Records shown >>

═══

//! Logging setup for the provider.
//!
//! Logs go to **stderr** through a `tracing` subscriber. The host owns stdout,
//! and the pairing loop prints its "press the button" prompts as log lines.
//!
//! # Environment Variables
//!
//! - `RUST_LOG`: Controls log levels (e.g., `info`, `openhue_provider=debug`)
//!
//! ```bash
//! # Follow discovery and pairing in detail
//! RUST_LOG=openhue_provider=debug terraform apply
//! ```

use tracing_subscriber::{fmt, prelude::*, registry::Registry, EnvFilter, Layer};

/// Initialize the default logging subscriber.
///
/// Respects `RUST_LOG` and falls back to `info`.
///
/// # Panics
///
/// Panics if a global subscriber has already been set.
pub fn init_logging() {
    init_logging_with_default("info");
}

/// Initialize logging with a custom default level used when `RUST_LOG` is unset.
///
/// # Panics
///
/// Panics if a global subscriber has already been set.
pub fn init_logging_with_default(default_level: &str) {
    tracing_subscriber::registry()
        .with(stderr_layer(default_level))
        .init();
}

/// Try to initialize logging, returning false if already initialized.
///
/// Useful in tests, where several cases may race to install a subscriber.
pub fn try_init_logging() -> bool {
    tracing_subscriber::registry()
        .with(stderr_layer("info"))
        .try_init()
        .is_ok()
}

fn stderr_layer(default_level: &str) -> impl Layer<Registry> + Send + Sync {
    let filter =
        EnvFilter::try_from_default_env().unwrap_or_else(|_| EnvFilter::new(default_level));

    fmt::layer()
        .with_writer(std::io::stderr)
        .with_target(true)
        .with_thread_ids(false)
        .with_file(false)
        .with_line_number(false)
        .with_filter(filter)
}

/// Mask a secret for inclusion in a log field.
///
/// Keeps the first four characters of long values so operators can tell keys
/// apart; short or empty values are masked completely.
pub fn mask(secret: &str) -> String {
    if secret.is_empty() {
        return String::new();
    }
    match secret.char_indices().nth(4) {
        Some((idx, _)) if secret.chars().count() > 8 => format!("{}***", &secret[..idx]),
        _ => "***".to_string(),
    }
}
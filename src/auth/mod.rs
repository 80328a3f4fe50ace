//! Credential acquisition.
//!
//! [`CredentialAcquirer::acquire`] merges explicit configuration, environment
//! and the on-disk cache, discovers the bridge when no address is known,
//! pairs with it when no API key is known, and writes the result back to the
//! cache.

pub mod locator;
pub mod pairing;
pub mod store;

use std::fmt;
use std::sync::Arc;

use tokio::sync::watch;
use tracing::{debug, info, instrument, warn};

use crate::config::ProviderConfig;
use crate::error::AuthError;
use crate::logging::mask;

pub use locator::{BridgeDiscovery, BridgeLocator, DiscoveredBridge, NetworkDiscovery};
pub use pairing::{
    BridgeAuthenticator, PairingAttempt, PairingAttemptError, PairingClient, PairingState,
    PairingStatus, PairingWaiter,
};
pub use store::{CachedCredentialRecord, CredentialStore, Environment, PartialCredentials};

/// Address and API key of one bridge.
#[derive(Clone, PartialEq, Eq)]
pub struct BridgeCredentials {
    /// Bridge network address.
    pub bridge_address: String,
    /// Application key issued by the bridge.
    pub api_key: String,
}

impl BridgeCredentials {
    /// Create credentials.
    pub fn new(bridge_address: impl Into<String>, api_key: impl Into<String>) -> Self {
        Self {
            bridge_address: bridge_address.into(),
            api_key: api_key.into(),
        }
    }
}

impl fmt::Debug for BridgeCredentials {
    fn fmt(&self, f: &mut fmt::Formatter<'_>) -> fmt::Result {
        f.debug_struct("BridgeCredentials")
            .field("bridge_address", &self.bridge_address)
            .field("api_key", &mask(&self.api_key))
            .finish()
    }
}

/// Runs the store, locator and pairing waiter in order.
#[derive(Clone)]
pub struct CredentialAcquirer {
    store: CredentialStore,
    discovery: Arc<dyn BridgeDiscovery>,
    pairing: Arc<dyn PairingClient>,
    cancel: watch::Receiver<bool>,
}

impl CredentialAcquirer {
    /// Create an acquirer. `cancel` aborts a pending pairing when set to true.
    pub fn new(
        store: CredentialStore,
        discovery: Arc<dyn BridgeDiscovery>,
        pairing: Arc<dyn PairingClient>,
        cancel: watch::Receiver<bool>,
    ) -> Self {
        Self {
            store,
            discovery,
            pairing,
            cancel,
        }
    }

    /// Resolve complete credentials for `config`.
    #[instrument(skip_all, fields(cache = config.cache_enabled()))]
    pub async fn acquire(&self, config: &ProviderConfig) -> Result<BridgeCredentials, AuthError> {
        let cache_enabled = config.cache_enabled();
        if cache_enabled && self.store.cache_path().is_none() {
            warn!("No home directory found, credential cache disabled");
        }

        let partial = self.store.load(
            cache_enabled,
            config.explicit_bridge_ip(),
            config.explicit_api_key(),
        );
        debug!(
            bridge_ip = partial.bridge_address.as_deref().unwrap_or("-"),
            api_key = %mask(partial.api_key.as_deref().unwrap_or_default()),
            "Loaded credentials"
        );

        let bridge_address = BridgeLocator::new(self.discovery.as_ref())
            .locate(partial.bridge_address.as_deref())
            .await?;

        let api_key = match partial.api_key {
            Some(key) => key,
            None => {
                info!(bridge_ip = %bridge_address, "No API key known, pairing with bridge");
                PairingWaiter::new(self.pairing.as_ref(), self.cancel.clone())
                    .wait(&bridge_address)
                    .await?
            }
        };

        let creds = BridgeCredentials::new(bridge_address, api_key);
        if let Err(err) = self.store.save(cache_enabled, &creds) {
            warn!(error = %err, "Could not cache credentials");
        }

        Ok(creds)
    }
}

═══

Problem requirements >>
Recreate the full listing above precisely.

Task response >>
//! Logging setup for the provider.
//!
//! Logs go to **stderr** through a `tracing` subscriber. The host owns stdout,
//! and the pairing loop prints its "press the button" prompts as log lines.
//!
//! # Environment Variables
//!
//! - `RUST_LOG`: Controls log levels (e.g., `info`, `openhue_provider=debug`)
//!
//! ```bash
//! # Follow discovery and pairing in detail
//! RUST_LOG=openhue_provider=debug terraform apply
//! ```

use tracing_subscriber::{fmt, prelude::*, registry::Registry, EnvFilter, Layer};

/// Initialize the default logging subscriber.
///
/// Respects `RUST_LOG` and falls back to `info`.
///
/// # Panics
///
/// Panics if a global subscriber has already been set.
pub fn init_logging() {
    init_logging_with_default("info");
}

/// Initialize logging with a custom default level used when `RUST_LOG` is unset.
///
/// # Panics
///
/// Panics if a global subscriber has already been set.
pub fn init_logging_with_default(default_level: &str) {
    tracing_subscriber::registry()
        .with(stderr_layer(default_level))
        .init();
}

/// Try to initialize logging, returning false if already initialized.
///
/// Useful in tests, where several cases may race to install a subscriber.
pub fn try_init_logging() -> bool {
    tracing_subscriber::registry()
        .with(stderr_layer("info"))
        .try_init()
        .is_ok()
}

fn stderr_layer(default_level: &str) -> impl Layer<Registry> + Send + Sync {
    let filter =
        EnvFilter::try_from_default_env().unwrap_or_else(|_| EnvFilter::new(default_level));

    fmt::layer()
        .with_writer(std::io::stderr)
        .with_target(true)
        .with_thread_ids(false)
        .with_file(false)
        .with_line_number(false)
        .with_filter(filter)
}

/// Mask a secret for inclusion in a log field.
///
/// Keeps the first four characters of long values so operators can tell keys
/// apart; short or empty values are masked completely.
pub fn mask(secret: &str) -> String {
    if secret.is_empty() {
        return String::new();
    }
    match secret.char_indices().nth(4) {
        Some((idx, _)) if secret.chars().count() > 8 => format!("{}***", &secret[..idx]),
        _ => "***".to_string(),
    }
}
filename src/auth/mod.rs
repository 80328a3f4fe50ace
//! Credential acquisition.
//!
//! [`CredentialAcquirer::acquire`] merges explicit configuration, environment
//! and the on-disk cache, discovers the bridge when no address is known,
//! pairs with it when no API key is known, and writes the result back to the
//! cache.

pub mod locator;
pub mod pairing;
pub mod store;

use std::fmt;
use std::sync::Arc;

use tokio::sync::watch;
use tracing::{debug, info, instrument, warn};

use crate::config::ProviderConfig;
use crate::error::AuthError;
use crate::logging::mask;

pub use locator::{BridgeDiscovery, BridgeLocator, DiscoveredBridge, NetworkDiscovery};
pub use pairing::{
    BridgeAuthenticator, PairingAttempt, PairingAttemptError, PairingClient, PairingState,
    PairingStatus, PairingWaiter,
};
pub use store::{CachedCredentialRecord, CredentialStore, Environment, PartialCredentials};

/// Address and API key of one bridge.
#[derive(Clone, PartialEq, Eq)]
pub struct BridgeCredentials {
    /// Bridge network address.
    pub bridge_address: String,
    /// Application key issued by the bridge.
    pub api_key: String,
}

impl BridgeCredentials {
    /// Create credentials.
    pub fn new(bridge_address: impl Into<String>, api_key: impl Into<String>) -> Self {
        Self {
            bridge_address: bridge_address.into(),
            api_key: api_key.into(),
        }
    }
}

impl fmt::Debug for BridgeCredentials {
    fn fmt(&self, f: &mut fmt::Formatter<'_>) -> fmt::Result {
        f.debug_struct("BridgeCredentials")
            .field("bridge_address", &self.bridge_address)
            .field("api_key", &mask(&self.api_key))
            .finish()
    }
}

/// Runs the store, locator and pairing waiter in order.
#[derive(Clone)]
pub struct CredentialAcquirer {
    store: CredentialStore,
    discovery: Arc<dyn BridgeDiscovery>,
    pairing: Arc<dyn PairingClient>,
    cancel: watch::Receiver<bool>,
}

impl CredentialAcquirer {
    /// Create an acquirer. `cancel` aborts a pending pairing when set to true.
    pub fn new(
        store: CredentialStore,
        discovery: Arc<dyn BridgeDiscovery>,
        pairing: Arc<dyn PairingClient>,
        cancel: watch::Receiver<bool>,
    ) -> Self {
        Self {
            store,
            discovery,
            pairing,
            cancel,
        }
    }

    /// Resolve complete credentials for `config`.
    #[instrument(skip_all, fields(cache = config.cache_enabled()))]
    pub async fn acquire(&self, config: &ProviderConfig) -> Result<BridgeCredentials, AuthError> {
        let cache_enabled = config.cache_enabled();
        if cache_enabled && self.store.cache_path().is_none() {
            warn!("No home directory found, credential cache disabled");
        }

        let partial = self.store.load(
            cache_enabled,
            config.explicit_bridge_ip(),
            config.explicit_api_key(),
        );
        debug!(
            bridge_ip = partial.bridge_address.as_deref().unwrap_or("-"),
            api_key = %mask(partial.api_key.as_deref().unwrap_or_default()),
            "Loaded credentials"
        );

        let bridge_address = BridgeLocator::new(self.discovery.as_ref())
            .locate(partial.bridge_address.as_deref())
            .await?;

        let api_key = match partial.api_key {
            Some(key) => key,
            None => {
                info!(bridge_ip = %bridge_address, "No API key known, pairing with bridge");
                PairingWaiter::new(self.pairing.as_ref(), self.cancel.clone())
                    .wait(&bridge_address)
                    .await?
            }
        };

        let creds = BridgeCredentials::new(bridge_address, api_key);
        if let Err(err) = self.store.save(cache_enabled, &creds) {
            warn!(error = %err, "Could not cache credentials");
        }

        Ok(creds)
    }
}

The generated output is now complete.